Tuesday, May 26, 2009

Exception Handling in .Net

A project task came up late last week to revamp and redesign an existing site, which was developed about a year back. The source was in C# and I had to quickly do a code walkthrough and prepare an effort estimate.

While reviewing the code, I noticed that almost every function, method and even tiny code snippets were wrapped around a try catch and the code within the catch section was either left empty or was simply throw ex;

I just wanted to write a quick note about exception handling based on what I have been doing over the last few years:

1. Catch an exception only when:
a. You are really intending to handle it and handle it appropriately
b. You want to find if it was some specific exception

2. There is no point in writing a try catch throw,
i.e. Writing the code given below is equivalent to writing nothing at all:
try
{
//Your code here
}
catch (Exception ex)
{
throw ex;
}

Instead you could just write your code and let the exception to bubble up.

3. Build a decent exception handler module that can contain options to log/publish the exceptions and helps to support the system.

4. A try catch in the UI would make more sense and it should appropriately redirect the user to a common errors page. Usually in the middle tier, the exceptions can be left to bubble up for the UI code to handle.

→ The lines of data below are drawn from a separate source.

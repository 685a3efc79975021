//! In-memory connector used by tests: the "server" half scripts inbound
//! events, records every outbound envelope, and can refuse connection
//! attempts or drop a live connection to exercise the reconnect policy.

use super::{Conn, Connector, TransportError};
use crate::protocol::Envelope;
use async_trait::async_trait;
use parking_lot::Mutex;
use serde_json::Value;
use std::sync::atomic::{AtomicBool, AtomicUsize, Ordering};
use std::sync::Arc;
use tokio::sync::{mpsc, Notify};
use url::Url;

struct MockState {
    refuse: AtomicBool,
    hold: AtomicBool,
    hold_notify: Notify,
    connects: AtomicUsize,
    sent: Mutex<Vec<Envelope>>,
    sent_notify: Notify,
    inbound_tx: Mutex<Option<mpsc::UnboundedSender<String>>>,
}

pub struct MockConnector {
    state: Arc<MockState>,
}

impl MockConnector {
    /// Client-side connector plus the scripting handle for the server side.
    pub fn pair() -> (Arc<dyn Connector>, MockServerHandle) {
        let state = Arc::new(MockState {
            refuse: AtomicBool::new(false),
            hold: AtomicBool::new(false),
            hold_notify: Notify::new(),
            connects: AtomicUsize::new(0),
            sent: Mutex::new(Vec::new()),
            sent_notify: Notify::new(),
            inbound_tx: Mutex::new(None),
        });
        (
            Arc::new(MockConnector {
                state: state.clone(),
            }),
            MockServerHandle { state },
        )
    }
}

#[async_trait]
impl Connector for MockConnector {
    async fn connect(&self, url: &Url) -> Result<Box<dyn Conn>, TransportError> {
        self.state.connects.fetch_add(1, Ordering::SeqCst);
        loop {
            let released = self.state.hold_notify.notified();
            if !self.state.hold.load(Ordering::SeqCst) {
                break;
            }
            released.await;
        }
        if self.state.refuse.load(Ordering::SeqCst) {
            return Err(TransportError::ConnectFailed {
                url: url.to_string(),
                reason: "mock refused connection".into(),
            });
        }
        let (tx, rx) = mpsc::unbounded_channel();
        *self.state.inbound_tx.lock() = Some(tx);
        Ok(Box::new(MockConn {
            state: self.state.clone(),
            rx,
        }))
    }
}

struct MockConn {
    state: Arc<MockState>,
    rx: mpsc::UnboundedReceiver<String>,
}

#[async_trait]
impl Conn for MockConn {
    async fn send(&mut self, frame: String) -> Result<(), TransportError> {
        let envelope = Envelope::decode(&frame).map_err(|_| TransportError::Closed)?;
        self.state.sent.lock().push(envelope);
        self.state.sent_notify.notify_waiters();
        Ok(())
    }

    async fn recv(&mut self) -> Option<String> {
        self.rx.recv().await
    }

    async fn close(&mut self) {
        self.rx.close();
    }
}

#[derive(Clone)]
pub struct MockServerHandle {
    state: Arc<MockState>,
}

impl MockServerHandle {
    /// Push a framed event to the client, if a connection is live.
    pub fn emit(&self, event: &str, data: Value) {
        let text = Envelope::new(event, data)
            .encode()
            .expect("mock envelope must encode");
        self.emit_raw(&text);
    }

    /// Push an arbitrary text frame, including malformed ones.
    pub fn emit_raw(&self, text: &str) {
        if let Some(tx) = self.state.inbound_tx.lock().as_ref() {
            let _ = tx.send(text.to_string());
        }
    }

    /// Simulate an unexpected network drop.
    pub fn drop_connection(&self) {
        self.state.inbound_tx.lock().take();
    }

    /// Make subsequent connection attempts fail.
    pub fn refuse_connects(&self, refuse: bool) {
        self.state.refuse.store(refuse, Ordering::SeqCst);
    }

    /// Suspend connection attempts mid-flight until released.
    pub fn hold_connects(&self, hold: bool) {
        self.state.hold.store(hold, Ordering::SeqCst);
        if !hold {
            self.state.hold_notify.notify_waiters();
        }
    }

    pub fn connect_count(&self) -> usize {
        self.state.connects.load(Ordering::SeqCst)
    }

    /// Every envelope the client has sent, in order.
    pub fn sent(&self) -> Vec<Envelope> {
        self.state.sent.lock().clone()
    }

    pub fn sent_events(&self) -> Vec<String> {
        self.sent().into_iter().map(|env| env.event).collect()
    }

    /// Waits until the client has sent an envelope with the given event
    /// name and returns the first match.
    pub async fn wait_for(&self, event: &str) -> Envelope {
        loop {
            let notified = self.state.sent_notify.notified();
            if let Some(envelope) = self
                .state
                .sent
                .lock()
                .iter()
                .find(|env| env.event == event)
                .cloned()
            {
                return envelope;
            }
            notified.await;
        }
    }
}
use super::store::SessionStore;
use crate::transport::{TransportError, TransportHandle, TransportStatus};
use std::sync::Arc;
use tokio::sync::watch;
use tokio::task::JoinHandle;
use tracing::{debug, warn};
use url::Url;

/// Coarse connection lifecycle presented to rendering collaborators:
/// `Idle → Connecting → Connected → (Reconnecting ↔ Connected) → Failed`.
/// `Failed` is terminal until an explicit [`ConnectionSupervisor::connect`].
#[derive(Debug, Clone, Copy, PartialEq, Eq)]
pub enum ConnectionState {
    Idle,
    Connecting,
    Connected,
    Reconnecting,
    Failed,
}

/// Derives [`ConnectionState`] from transport status transitions and
/// destroys session state once the reconnect budget is exhausted. Does not
/// re-join a prior session after reconnection; re-joining stays an
/// explicit user action.
pub struct ConnectionSupervisor {
    transport: TransportHandle,
    server: Url,
    state_tx: Arc<watch::Sender<ConnectionState>>,
    task: JoinHandle<()>,
}

impl ConnectionSupervisor {
    pub fn spawn(transport: TransportHandle, store: Arc<SessionStore>, server: Url) -> Self {
        let initial = map_initial(transport.status());
        let (state_tx, _) = watch::channel(initial);
        let state_tx = Arc::new(state_tx);

        let tx = state_tx.clone();
        let mut status_rx = transport.status_stream();
        let task = tokio::spawn(async move {
            let mut last = *status_rx.borrow();
            while status_rx.changed().await.is_ok() {
                let status = *status_rx.borrow();
                let next = match status {
                    TransportStatus::Disconnected => ConnectionState::Idle,
                    TransportStatus::Connecting => {
                        // An unexpected drop while a session is held is a
                        // reconnect from the participant's point of view.
                        if last == TransportStatus::Connected && store.session_held() {
                            ConnectionState::Reconnecting
                        } else if *tx.borrow() == ConnectionState::Reconnecting {
                            ConnectionState::Reconnecting
                        } else {
                            ConnectionState::Connecting
                        }
                    }
                    TransportStatus::Connected => ConnectionState::Connected,
                    TransportStatus::Error => {
                        warn!(
                            target: "podium::supervisor",
                            "connection failed terminally; explicit reconnect required"
                        );
                        // A session cannot outlive its connection: clear it
                        // before anyone observes `Failed`.
                        store.reset();
                        ConnectionState::Failed
                    }
                };
                if *tx.borrow() != next {
                    debug!(target: "podium::supervisor", state = ?next, "connection state");
                }
                tx.send_replace(next);
                last = status;
            }
        });

        Self {
            transport,
            server,
            state_tx,
            task,
        }
    }

    pub fn state(&self) -> ConnectionState {
        *self.state_tx.borrow()
    }

    pub fn watch(&self) -> watch::Receiver<ConnectionState> {
        self.state_tx.subscribe()
    }

    /// Explicit connect request; also the only way out of `Failed`.
    pub async fn connect(&self) -> Result<(), TransportError> {
        self.transport.open(&self.server).await
    }

    pub fn disconnect(&self) {
        self.transport.close();
    }
}

impl Drop for ConnectionSupervisor {
    fn drop(&mut self) {
        self.task.abort();
    }
}

fn map_initial(status: TransportStatus) -> ConnectionState {
    match status {
        TransportStatus::Disconnected => ConnectionState::Idle,
        TransportStatus::Connecting => ConnectionState::Connecting,
        TransportStatus::Connected => ConnectionState::Connected,
        TransportStatus::Error => ConnectionState::Failed,
    }
}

5. Create custom exception classes for specific purposes and throw them around your MT code. Using a try catch to find out if such a custom exception was thrown makes sense.

Example:
Write a UserNotFoundException that inherits from System.Exception.
You could throw this exception from a method that tries to fetch a user.
From another part of the code you can check specifically if this exception was thrown, and based on that you can route your code.

I am surely going to re-factor this website code and change it accordingly.